庭師
庭師(にわし)とは、庭を造る人のこと。
古くは役石(やくいし)、立石僧(たていしそう)などとも呼ばれた。
庭石、樹木や池、水路から芝などを含めて、庭を一つの造形空間として設計施工、製作する人で、樹木などの植物の生育を管理し、定期的に剪定したりする管理の仕事もする専門家である。
平安京造営と造園
平安京造営にあたり、鴨川が東に寄せられたが、このため旧河川敷には豊かな伏流水があって、これが地泉の水源となり、造園に必要な水が豊富になった。
貴船石、白川砂なども造園材料が豊富であった。
その上、寒暖の差が激しいという気象条件が、美しい庭木を育てるために好都合であった。

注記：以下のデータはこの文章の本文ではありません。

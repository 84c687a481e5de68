use crate::category::Category;
use crate::registry::StatusEntry;

// every registered status, ordered by code.
// lookups binary search on code, so keep new rows in order.
macro_rules! status_codes {
  (@deprecated deprecated) => { true };
  (@deprecated) => { false };
  (
    $( ($code:literal, $konst:ident, $phrase:literal, $reference:literal $(, $deprecated:ident)?); )+
  ) => {
    /// Symbolic names for every registered status code.
    pub mod code {
      $(
        #[doc = concat!($code, " ", $phrase)]
        pub const $konst: u16 = $code;
      )+
    }

    /// Canonical reason phrases, named the same as their codes.
    pub mod phrase {
      $(
        #[doc = concat!("Reason phrase for ", $code)]
        pub const $konst: &str = $phrase;
      )+
    }

    pub(crate) const ENTRIES: &[StatusEntry] = &[
      $(
        StatusEntry {
          code: $code,
          phrase: $phrase,
          category: derive_category($code),
          reference: $reference,
          deprecated: status_codes!(@deprecated $($deprecated)?),
        },
      )+
    ];
  };
}

// a code outside of 100-599 fails the build here
const fn derive_category(code: u16) -> Category {
  match Category::classify(code) {
    Some(category) => category,
    None => panic!("registered status code is outside of 100-599"),
  }
}

status_codes! {
  (100, CONTINUE, "Continue", "RFC 7231, Section 6.2.1");
  (101, SWITCHING_PROTOCOLS, "Switching Protocols", "RFC 7231, Section 6.2.2");
  (102, PROCESSING, "Processing", "RFC 2518, Section 10.1");
  (103, EARLY_HINTS, "Early Hints", "RFC 8297");

  (200, OK, "OK", "RFC 7231, Section 6.3.1");
  (201, CREATED, "Created", "RFC 7231, Section 6.3.2");
  (202, ACCEPTED, "Accepted", "RFC 7231, Section 6.3.3");
  (203, NON_AUTHORITATIVE_INFORMATION, "Non-Authoritative Information", "RFC 7231, Section 6.3.4");
  (204, NO_CONTENT, "No Content", "RFC 7231, Section 6.3.5");
  (205, RESET_CONTENT, "Reset Content", "RFC 7231, Section 6.3.6");
  (206, PARTIAL_CONTENT, "Partial Content", "RFC 7233, Section 4.1");
  (207, MULTI_STATUS, "Multi-Status", "RFC 2518, Section 10.2");
  (208, ALREADY_REPORTED, "Already Reported", "RFC 5842, Section 7.1");
  (226, IM_USED, "IM Used", "RFC 3229, Section 10.4.1");

  (300, MULTIPLE_CHOICES, "Multiple Choices", "RFC 7231, Section 6.4.1");
  (301, MOVED_PERMANENTLY, "Moved Permanently", "RFC 7231, Section 6.4.2");
  (302, MOVED_TEMPORARILY, "Moved Temporarily", "RFC 7231, Section 6.4.3");
  (303, SEE_OTHER, "See Other", "RFC 7231, Section 6.4.4");
  (304, NOT_MODIFIED, "Not Modified", "RFC 7232, Section 4.1");
  (305, USE_PROXY, "Use Proxy", "RFC 7231, Section 6.4.6", deprecated);
  (307, TEMPORARY_REDIRECT, "Temporary Redirect", "RFC 7231, Section 6.4.7");
  (308, PERMANENT_REDIRECT, "Permanent Redirect", "RFC 7538, Section 3");

  (400, BAD_REQUEST, "Bad Request", "RFC 7231, Section 6.5.1");
  (401, UNAUTHORIZED, "Unauthorized", "RFC 7235, Section 3.1");
  (402, PAYMENT_REQUIRED, "Payment Required", "RFC 7231, Section 6.5.2");
  (403, FORBIDDEN, "Forbidden", "RFC 7231, Section 6.5.3");
  (404, NOT_FOUND, "Not Found", "RFC 7231, Section 6.5.4");
  (405, METHOD_NOT_ALLOWED, "Method Not Allowed", "RFC 7231, Section 6.5.5");
  (406, NOT_ACCEPTABLE, "Not Acceptable", "RFC 7231, Section 6.5.6");
  (407, PROXY_AUTHENTICATION_REQUIRED, "Proxy Authentication Required", "RFC 7235, Section 3.2");
  (408, REQUEST_TIMEOUT, "Request Timeout", "RFC 7231, Section 6.5.7");
  (409, CONFLICT, "Conflict", "RFC 7231, Section 6.5.8");
  (410, GONE, "Gone", "RFC 7231, Section 6.5.9");
  (411, LENGTH_REQUIRED, "Length Required", "RFC 7231, Section 6.5.10");
  (412, PRECONDITION_FAILED, "Precondition Failed", "RFC 7232, Section 4.2");
  (413, REQUEST_ENTITY_TOO_LARGE, "Request Entity Too Large", "RFC 7231, Section 6.5.11");
  (414, REQUEST_URI_TOO_LONG, "Request-URI Too Long", "RFC 7231, Section 6.5.12");
  (415, UNSUPPORTED_MEDIA_TYPE, "Unsupported Media Type", "RFC 7231, Section 6.5.13");
  (416, REQUESTED_RANGE_NOT_SATISFIABLE, "Requested Range Not Satisfiable", "RFC 7233, Section 4.4");
  (417, EXPECTATION_FAILED, "Expectation Failed", "RFC 7231, Section 6.5.14");
  (418, IM_A_TEAPOT, "I'm a teapot", "RFC 2324, Section 2.3.2");
  (421, MISDIRECTED_REQUEST, "Misdirected Request", "RFC 7540, Section 9.1.2");
  (422, UNPROCESSABLE_ENTITY, "Unprocessable Entity", "RFC 2518, Section 10.3");
  (423, LOCKED, "Locked", "RFC 2518, Section 10.4");
  (424, FAILED_DEPENDENCY, "Failed Dependency", "RFC 2518, Section 10.5");
  (425, TOO_EARLY, "Too Early", "RFC 8470, Section 5");
  (426, UPGRADE_REQUIRED, "Upgrade Required", "RFC 7231, Section 6.5.15");
  (428, PRECONDITION_REQUIRED, "Precondition Required", "RFC 6585, Section 3");
  (429, TOO_MANY_REQUESTS, "Too Many Requests", "RFC 6585, Section 5");
  (431, REQUEST_HEADER_FIELDS_TOO_LARGE, "Request Header Fields Too Large", "RFC 6585, Section 6");
  (451, UNAVAILABLE_FOR_LEGAL_REASONS, "Unavailable For Legal Reasons", "RFC 7725");

  (500, INTERNAL_SERVER_ERROR, "Internal Server Error", "RFC 7231, Section 6.6.1");
  (501, NOT_IMPLEMENTED, "Not Implemented", "RFC 7231, Section 6.6.2");
  (502, BAD_GATEWAY, "Bad Gateway", "RFC 7231, Section 6.6.3");
  (503, SERVICE_UNAVAILABLE, "Service Unavailable", "RFC 7231, Section 6.6.4");
  (504, GATEWAY_TIMEOUT, "Gateway Timeout", "RFC 7231, Section 6.6.5");
  (505, HTTP_VERSION_NOT_SUPPORTED, "HTTP Version Not Supported", "RFC 7231, Section 6.6.6");
  (506, VARIANT_ALSO_NEGOTIATES, "Variant Also Negotiates", "RFC 2295, Section 8.1");
  (507, INSUFFICIENT_STORAGE, "Insufficient Storage", "RFC 2518, Section 10.6");
  (508, LOOP_DETECTED, "Loop Detected", "RFC 5842, Section 7.2");
  (511, NETWORK_AUTHENTICATION_REQUIRED, "Network Authentication Required", "RFC 6585, Section 6");
}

以上のような条件が京都において造園技術を発展させた。
庭師の歴史
奈良時代
石室の造営や石棺の製作、池溝の開作や築堤など大規模な土木工事に、土木技術者として携わっていた。
7世紀、仏教伝来とともに、庭園の技術も百済より伝来した。
平安時代
平安時代末期になると、当時の知識人であった僧侶のうち、作庭に長けていた僧侶が庭師として、造園を行った。

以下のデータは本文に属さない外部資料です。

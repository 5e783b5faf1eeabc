use thiserror::Error;
use actix_web::{ResponseError, HttpResponse, http::StatusCode};
use serde_json::json;

#[derive(Error, Debug)]
pub enum AppError {
    #[error("Authentication error: {0}")]
    AuthError(#[from] AuthError),

    #[error("Database error: {0}")]
    DatabaseError(#[from] DatabaseError),

    #[error("Configuration error: {0}")]
    ConfigError(String),

    #[error("Internal server error: {0}")]
    InternalError(String),

    #[error("Validation error: {0}")]
    ValidationError(String),
}

// Implement conversion from config::ConfigError
impl From<config::ConfigError> for AppError {
    fn from(err: config::ConfigError) -> Self {
        AppError::ConfigError(err.to_string())
    }
}

// Implement conversion from sqlx::Error
impl From<sqlx::Error> for AppError {
    fn from(err: sqlx::Error) -> Self {
        AppError::DatabaseError(DatabaseError::from(err))
    }
}

impl From<sqlx::migrate::MigrateError> for AppError {
    fn from(err: sqlx::migrate::MigrateError) -> Self {
        AppError::DatabaseError(DatabaseError::QueryError(err.to_string()))
    }
}

impl From<bcrypt::BcryptError> for AppError {
    fn from(err: bcrypt::BcryptError) -> Self {
        AppError::InternalError(format!("Credential hashing failed: {}", err))
    }
}

// Add conversion from std::io::Error
impl From<std::io::Error> for AppError {
    fn from(err: std::io::Error) -> Self {
        AppError::InternalError(err.to_string())
    }
}

// Implement actix_web::ResponseError for AppError
impl ResponseError for AppError {
    fn error_response(&self) -> HttpResponse {
        let status = self.status_code();
        let message = match self {
            // Internal details stay in the logs
            AppError::DatabaseError(DatabaseError::ConnectionError(_))
            | AppError::DatabaseError(DatabaseError::QueryError(_))
            | AppError::InternalError(_)
            | AppError::ConfigError(_) => "Internal server error".to_string(),
            _ => self.to_string(),
        };
        let response = json!({
            "error": {
                "status": status.as_u16(),
                "message": message
            }
        });
        HttpResponse::build(status).json(response)
    }

    fn status_code(&self) -> StatusCode {
        match self {
            AppError::AuthError(e) => match e {
                AuthError::InvalidCredentials => StatusCode::UNAUTHORIZED,
                AuthError::AlreadyExists(_) => StatusCode::BAD_REQUEST,
                AuthError::UserNotFound => StatusCode::FORBIDDEN,
                AuthError::InvalidToken => StatusCode::FORBIDDEN,
                AuthError::Unauthorized => StatusCode::FORBIDDEN,
            },
            AppError::ValidationError(_) => StatusCode::BAD_REQUEST,
            AppError::ConfigError(_) => StatusCode::INTERNAL_SERVER_ERROR,
            AppError::DatabaseError(DatabaseError::NotFound) => StatusCode::NOT_FOUND,
            AppError::DatabaseError(DatabaseError::Duplicate) => StatusCode::CONFLICT,
            AppError::DatabaseError(_) => StatusCode::INTERNAL_SERVER_ERROR,
            AppError::InternalError(_) => StatusCode::INTERNAL_SERVER_ERROR,
        }
    }
}

#[derive(Error, Debug)]
pub enum AuthError {
    #[error("Invalid credentials")]
    InvalidCredentials,

    #[error("Email {0} already registered")]
    AlreadyExists(String),

    #[error("User not found")]
    UserNotFound,

    #[error("Invalid token")]
    InvalidToken,

    #[error("Unauthorized")]
    Unauthorized,
}

#[derive(Error, Debug)]
pub enum DatabaseError {
    #[error("Connection error: {0}")]
    ConnectionError(String),

    #[error("Query error: {0}")]
    QueryError(String),

    #[error("Record not found")]
    NotFound,

    #[error("Duplicate record")]
    Duplicate,
}

impl From<sqlx::Error> for DatabaseError {
    fn from(err: sqlx::Error) -> Self {
        match err {
            sqlx::Error::RowNotFound => DatabaseError::NotFound,
            sqlx::Error::Database(ref db_err) if db_err.is_unique_violation() => {
                DatabaseError::Duplicate
            }
            sqlx::Error::Io(_)
            | sqlx::Error::Tls(_)
            | sqlx::Error::PoolTimedOut
            | sqlx::Error::PoolClosed => DatabaseError::ConnectionError(err.to_string()),
            _ => DatabaseError::QueryError(err.to_string()),
        }
    }
}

その僧侶を、役石(やくいし)、立石僧(たていしそう)と呼んだ。
名前の由来は、「樹木の立て入れ」、樹木を垂直に立っているように植えることからきている。
庭園の地割、石組、滝・遣水、植裁等の技法について著された「作庭記」が残されている。
鎌倉時代
「作庭記」を採り入れた、臨済宗の禅僧夢窓 疎石(むそう そせき)は、京都の西芳寺、天龍寺の庭園の作庭に関る。

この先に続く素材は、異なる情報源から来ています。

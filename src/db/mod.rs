//! User record storage.
//!
//! [`UserStore`] is the contract the auth service is written against.
//! Two implementations ship with the crate: [`PgUserStore`] for production
//! and [`InMemoryUserStore`] for tests and local runs.

pub mod memory;
pub mod models;
pub mod postgres;
pub mod store;

use std::sync::Arc;
use tracing::info;

pub use memory::InMemoryUserStore;
pub use models::{NewUser, User, UserField, UserUpdate};
pub use postgres::PgUserStore;
pub use store::UserStore;

use crate::config::{DatabaseConfig, StoreBackend};
use crate::Result;

/// Opens the store selected by `config.backend`, running migrations for Postgres.
pub async fn open_store(config: &DatabaseConfig) -> Result<Arc<dyn UserStore>> {
    match config.backend {
        StoreBackend::Postgres => {
            let store = PgUserStore::connect(config).await?;
            store.migrate().await?;
            info!("Connected to Postgres user store");
            Ok(Arc::new(store))
        }
        StoreBackend::Memory => {
            info!("Using in-memory user store");
            Ok(Arc::new(InMemoryUserStore::new()))
        }
    }
}
use async_trait::async_trait;
use uuid::Uuid;

use crate::db::models::{NewUser, User, UserUpdate};
use crate::Result;

/// Durable record store for users.
///
/// Lookups return `Ok(None)` when nothing matches; `Err` is reserved for
/// store failures. Implementations enforce uniqueness of `email` and of
/// present `session_token` / `reset_token` values, reporting violations as
/// `DatabaseError::Duplicate`.
#[async_trait]
pub trait UserStore: Send + Sync {
    async fn find_by_id(&self, id: Uuid) -> Result<Option<User>>;

    async fn find_by_email(&self, email: &str) -> Result<Option<User>>;

    async fn find_by_session_token(&self, token: &str) -> Result<Option<User>>;

    async fn find_by_reset_token(&self, token: &str) -> Result<Option<User>>;

    /// Inserts a user, assigning a fresh id.
    async fn insert(&self, user: NewUser) -> Result<User>;

    /// Applies `update` to the user with `id`.
    ///
    /// Fails with `DatabaseError::NotFound` if there is no such user.
    async fn update(&self, id: Uuid, update: UserUpdate) -> Result<User>;

    /// Releases the store's resources. Further calls may fail.
    async fn close(&self);
}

また、大徳寺大仙院や龍安寺方丈石庭等日本を代表的する枯山水庭園を作庭する。
室町時代
室町時代の善阿弥など「山水河原者」が現れ、庭を造る人物の身分が呼び名にされた。
茶の湯の普及と共に、造園は一般町衆の間にも広がり、庶民は庶民なりに庭を暮らしの中に取り入れ、生活の場に生かしていった。
江戸時代
江戸時代には、回遊式庭園の形式が発達し、徳川幕府は作庭責任者を将軍家御庭師とし、御庭掛などを定め、庭園管理に当たらせた。